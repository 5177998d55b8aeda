//! Variation, selection and improvement operators.
//!
//! Every operator kind is a trait object built either directly from its
//! typed struct or by name through a factory reading a [`Parameters`] bag.
//!
//! # Key Types
//!
//! - [`Crossover`]: two parents in, two children out
//! - [`Mutation`]: perturbs one solution in place
//! - [`Selection`]: picks the index of one member of a set
//! - [`LocalSearch`]: improves one solution, spending evaluations
//! - [`OperatorSpec`]: a name plus its parameters, as stored in configs
//!
//! # Operators
//!
//! | Name | Kind | Encodings |
//! |---|---|---|
//! | `SBXCrossover` | crossover | real-valued view |
//! | `SinglePointCrossover` | crossover | binary |
//! | `PMXCrossover`, `OrderCrossover` | crossover | permutation |
//! | `PolynomialMutation` | mutation | real-valued view |
//! | `BitFlipMutation` | mutation | binary, integer |
//! | `SwapMutation` | mutation | permutation |
//! | `BinaryTournament`, `BinaryTournament2` | selection | any |
//! | `MutationLocalSearch` | local search | any mutable encoding |

mod crossover;
mod factory;
mod local_search;
mod mutation;
mod parameters;
pub mod permutation;
mod selection;

pub use crossover::{
    OrderCrossover, PmxCrossover, SbxCrossover, SinglePointCrossover,
    DEFAULT_SBX_DISTRIBUTION_INDEX,
};
pub use factory::{
    create_crossover, create_local_search, create_mutation, create_selection, OperatorSpec,
};
pub use local_search::{Improvement, MutationLocalSearch};
pub use mutation::{
    BitFlipMutation, PolynomialMutation, SwapMutation, DEFAULT_MUTATION_DISTRIBUTION_INDEX,
};
pub use parameters::{ParamValue, Parameters};
pub use selection::{BinaryTournament, BinaryTournament2};

use crate::archive::Archive;
use crate::core::{Problem, Solution, SolutionSet};
use crate::error::Result;
use rand::RngCore;
use std::fmt;

/// Recombines two parents into two children.
///
/// Children start as copies of the parents, so an operator that decides
/// not to recombine returns the parents unchanged.
pub trait Crossover: Send + Sync + fmt::Debug {
    /// The operator's registered name.
    fn name(&self) -> &'static str;

    /// Produces two children.
    ///
    /// # Errors
    /// [`MoeaError::UnsupportedEncoding`](crate::MoeaError::UnsupportedEncoding)
    /// when the parents' variables are not of a kind the operator handles.
    fn execute(
        &self,
        parent1: &Solution,
        parent2: &Solution,
        rng: &mut dyn RngCore,
    ) -> Result<[Solution; 2]>;
}

/// Perturbs one solution in place.
pub trait Mutation: Send + Sync + fmt::Debug {
    /// The operator's registered name.
    fn name(&self) -> &'static str;

    /// Mutates `solution`.
    fn execute(&self, solution: &mut Solution, rng: &mut dyn RngCore) -> Result<()>;
}

/// Chooses one member of a solution set.
///
/// Selections may keep state between calls (e.g. a tournament schedule),
/// hence `&mut self`.
pub trait Selection: Send + fmt::Debug {
    /// The operator's registered name.
    fn name(&self) -> &'static str;

    /// Index of the selected member.
    ///
    /// # Panics
    /// Panics if `set` is empty.
    fn execute(&mut self, set: &SolutionSet, rng: &mut dyn RngCore) -> usize;
}

/// Improves a solution by spending problem evaluations.
pub trait LocalSearch: Send + Sync + fmt::Debug {
    /// The operator's registered name.
    fn name(&self) -> &'static str;

    /// Returns the improved solution and the evaluations used.
    ///
    /// Candidates that are neither better nor worse than the incumbent may
    /// be offered to `archive`.
    fn improve(
        &self,
        solution: &Solution,
        problem: &dyn Problem,
        archive: Option<&mut dyn Archive>,
        rng: &mut dyn RngCore,
    ) -> Result<Improvement>;
}
//! Crossover operators.
//!
//! - [`SbxCrossover`]: simulated binary crossover on the real-valued view
//! - [`SinglePointCrossover`]: one cut point across all bit strings
//! - [`PmxCrossover`] / [`OrderCrossover`]: permutation recombination
//!
//! # References
//!
//! - Deb & Agrawal (1995), "Simulated Binary Crossover for Continuous Search Space"
//! - Goldberg & Lingle (1985), "Alleles, Loci, and the Traveling Salesman Problem"
//! - Davis (1985), "Applying Adaptive Algorithms to Epistatic Domains"

use super::parameters::Parameters;
use super::permutation;
use super::Crossover;
use crate::core::{Solution, Variable};
use crate::error::{MoeaError, Result};
use crate::random;
use rand::{Rng, RngCore};

const EPS: f64 = 1.0e-14;

/// Default SBX distribution index.
pub const DEFAULT_SBX_DISTRIBUTION_INDEX: f64 = 20.0;

/// Simulated binary crossover (SBX).
///
/// With probability `probability` the pair is recombined. Each dimension
/// then has a 50% chance of being blended with a spread factor drawn from
/// a polynomial distribution of index `distribution_index`, otherwise the
/// parents' values are exchanged. Children are clamped into bounds.
///
/// Works on every encoding that exposes a real-valued view (reals,
/// integers, binary-coded reals, real and integer arrays).
#[derive(Debug, Clone, Copy, PartialEq)]
pub struct SbxCrossover {
    /// Probability of recombining a pair.
    pub probability: f64,
    /// Distribution index η_c; larger values keep children near parents.
    pub distribution_index: f64,
}

impl SbxCrossover {
    /// Creates the operator.
    pub fn new(probability: f64, distribution_index: f64) -> Self {
        Self {
            probability,
            distribution_index,
        }
    }

    /// Reads `probability` (required) and `distributionIndex` (default 20).
    pub fn from_parameters(params: &Parameters) -> Result<Self> {
        Ok(Self::new(
            params.get_f64("probability")?,
            params.f64_or("distributionIndex", DEFAULT_SBX_DISTRIBUTION_INDEX)?,
        ))
    }

    fn blend(&self, y1: f64, y2: f64, lower: f64, upper: f64, rng: &mut dyn RngCore) -> (f64, f64) {
        let eta = self.distribution_index;
        let exponent = 1.0 / (eta + 1.0);
        let rand = random::unit(rng);

        let spread = |beta: f64| -> f64 {
            let alpha = 2.0 - beta.powf(-(eta + 1.0));
            if rand <= 1.0 / alpha {
                (rand * alpha).powf(exponent)
            } else {
                (1.0 / (2.0 - rand * alpha)).powf(exponent)
            }
        };

        let betaq = spread(1.0 + 2.0 * (y1 - lower) / (y2 - y1));
        let c1 = 0.5 * ((y1 + y2) - betaq * (y2 - y1));
        let betaq = spread(1.0 + 2.0 * (upper - y2) / (y2 - y1));
        let c2 = 0.5 * ((y1 + y2) + betaq * (y2 - y1));

        (c1.clamp(lower, upper), c2.clamp(lower, upper))
    }
}

impl Crossover for SbxCrossover {
    fn name(&self) -> &'static str {
        "SBXCrossover"
    }

    fn execute(
        &self,
        parent1: &Solution,
        parent2: &Solution,
        rng: &mut dyn RngCore,
    ) -> Result<[Solution; 2]> {
        if !parent1.is_real_coded() || !parent2.is_real_coded() {
            return Err(MoeaError::UnsupportedEncoding(
                "SBXCrossover needs real-valued variables".into(),
            ));
        }
        let mut child1 = parent1.clone();
        let mut child2 = parent2.clone();

        if random::unit(rng) > self.probability {
            return Ok([child1, child2]);
        }

        let n = parent1.decision_len().min(parent2.decision_len());
        for i in 0..n {
            let x1 = parent1.real_value(i);
            let x2 = parent2.real_value(i);

            if rng.random_bool(0.5) {
                if (x1 - x2).abs() <= EPS {
                    continue;
                }
                let (y1, y2) = if x1 < x2 { (x1, x2) } else { (x2, x1) };
                let (lower, upper) = (parent1.real_lower(i), parent1.real_upper(i));
                let (c1, c2) = self.blend(y1, y2, lower, upper, rng);
                if rng.random_bool(0.5) {
                    child1.set_real_value(i, c2);
                    child2.set_real_value(i, c1);
                } else {
                    child1.set_real_value(i, c1);
                    child2.set_real_value(i, c2);
                }
            } else {
                child1.set_real_value(i, x2);
                child2.set_real_value(i, x1);
            }
        }

        Ok([child1, child2])
    }
}

/// Single-point crossover on the concatenation of all bit strings.
///
/// Every bit at or after the cut point is exchanged between the children.
#[derive(Debug, Clone, Copy, PartialEq)]
pub struct SinglePointCrossover {
    /// Probability of recombining a pair.
    pub probability: f64,
}

impl SinglePointCrossover {
    /// Creates the operator.
    pub fn new(probability: f64) -> Self {
        Self { probability }
    }

    /// Reads `probability` (required).
    pub fn from_parameters(params: &Parameters) -> Result<Self> {
        Ok(Self::new(params.get_f64("probability")?))
    }
}

impl Crossover for SinglePointCrossover {
    fn name(&self) -> &'static str {
        "SinglePointCrossover"
    }

    fn execute(
        &self,
        parent1: &Solution,
        parent2: &Solution,
        rng: &mut dyn RngCore,
    ) -> Result<[Solution; 2]> {
        let binary = |s: &Solution| s.variables.iter().all(|v| v.bits().is_some());
        if !binary(parent1) || !binary(parent2) {
            return Err(MoeaError::UnsupportedEncoding(
                "SinglePointCrossover needs binary variables".into(),
            ));
        }
        let mut child1 = parent1.clone();
        let mut child2 = parent2.clone();

        let total: usize = parent1.variables.iter().map(Variable::len).sum();
        if total == 0 || random::unit(rng) > self.probability {
            return Ok([child1, child2]);
        }

        let cut = random::index(rng, total);
        let mut offset = 0;
        for (a, b) in child1.variables.iter_mut().zip(child2.variables.iter_mut()) {
            let len = a.len();
            if offset + len > cut {
                let from = cut.saturating_sub(offset);
                if let (Some(bits_a), Some(bits_b)) = (a.bits_mut(), b.bits_mut()) {
                    let end = bits_a.len().min(bits_b.len());
                    for k in from..end {
                        std::mem::swap(&mut bits_a[k], &mut bits_b[k]);
                    }
                }
            }
            offset += len;
        }

        Ok([child1, child2])
    }
}

/// Partially mapped crossover applied to every permutation variable.
#[derive(Debug, Clone, Copy, PartialEq)]
pub struct PmxCrossover {
    /// Probability of recombining a pair.
    pub probability: f64,
}

impl PmxCrossover {
    /// Creates the operator.
    pub fn new(probability: f64) -> Self {
        Self { probability }
    }

    /// Reads `probability` (required).
    pub fn from_parameters(params: &Parameters) -> Result<Self> {
        Ok(Self::new(params.get_f64("probability")?))
    }
}

impl Crossover for PmxCrossover {
    fn name(&self) -> &'static str {
        "PMXCrossover"
    }

    fn execute(
        &self,
        parent1: &Solution,
        parent2: &Solution,
        rng: &mut dyn RngCore,
    ) -> Result<[Solution; 2]> {
        recombine_permutations(
            parent1,
            parent2,
            self.probability,
            self.name(),
            rng,
            permutation::pmx,
        )
    }
}

/// Order crossover (OX) applied to every permutation variable.
#[derive(Debug, Clone, Copy, PartialEq)]
pub struct OrderCrossover {
    /// Probability of recombining a pair.
    pub probability: f64,
}

impl OrderCrossover {
    /// Creates the operator.
    pub fn new(probability: f64) -> Self {
        Self { probability }
    }

    /// Reads `probability` (required).
    pub fn from_parameters(params: &Parameters) -> Result<Self> {
        Ok(Self::new(params.get_f64("probability")?))
    }
}

impl Crossover for OrderCrossover {
    fn name(&self) -> &'static str {
        "OrderCrossover"
    }

    fn execute(
        &self,
        parent1: &Solution,
        parent2: &Solution,
        rng: &mut dyn RngCore,
    ) -> Result<[Solution; 2]> {
        recombine_permutations(
            parent1,
            parent2,
            self.probability,
            self.name(),
            rng,
            permutation::order,
        )
    }
}

type PermutationRecombination =
    fn(&[usize], &[usize], &mut dyn RngCore) -> (Vec<usize>, Vec<usize>);

fn recombine_permutations(
    parent1: &Solution,
    parent2: &Solution,
    probability: f64,
    name: &str,
    rng: &mut dyn RngCore,
    recombine: PermutationRecombination,
) -> Result<[Solution; 2]> {
    let permutations = |s: &Solution| s.variables.iter().all(|v| v.order().is_some());
    if !permutations(parent1) || !permutations(parent2) {
        return Err(MoeaError::UnsupportedEncoding(format!(
            "{name} needs permutation variables"
        )));
    }
    let mut child1 = parent1.clone();
    let mut child2 = parent2.clone();
    if random::unit(rng) > probability {
        return Ok([child1, child2]);
    }

    for (a, b) in child1.variables.iter_mut().zip(child2.variables.iter_mut()) {
        let (Some(pa), Some(pb)) = (a.order(), b.order()) else {
            continue;
        };
        if pa.len() != pb.len() || pa.is_empty() {
            continue;
        }
        let (ca, cb) = recombine(pa, pb, rng);
        if let Some(order) = a.order_mut() {
            *order = ca;
        }
        if let Some(order) = b.order_mut() {
            *order = cb;
        }
    }

    Ok([child1, child2])
}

--------------------

• **Your instructions**
In the material above, how many lines include the string "const"? Please reply with the number only.

• **Solution**
2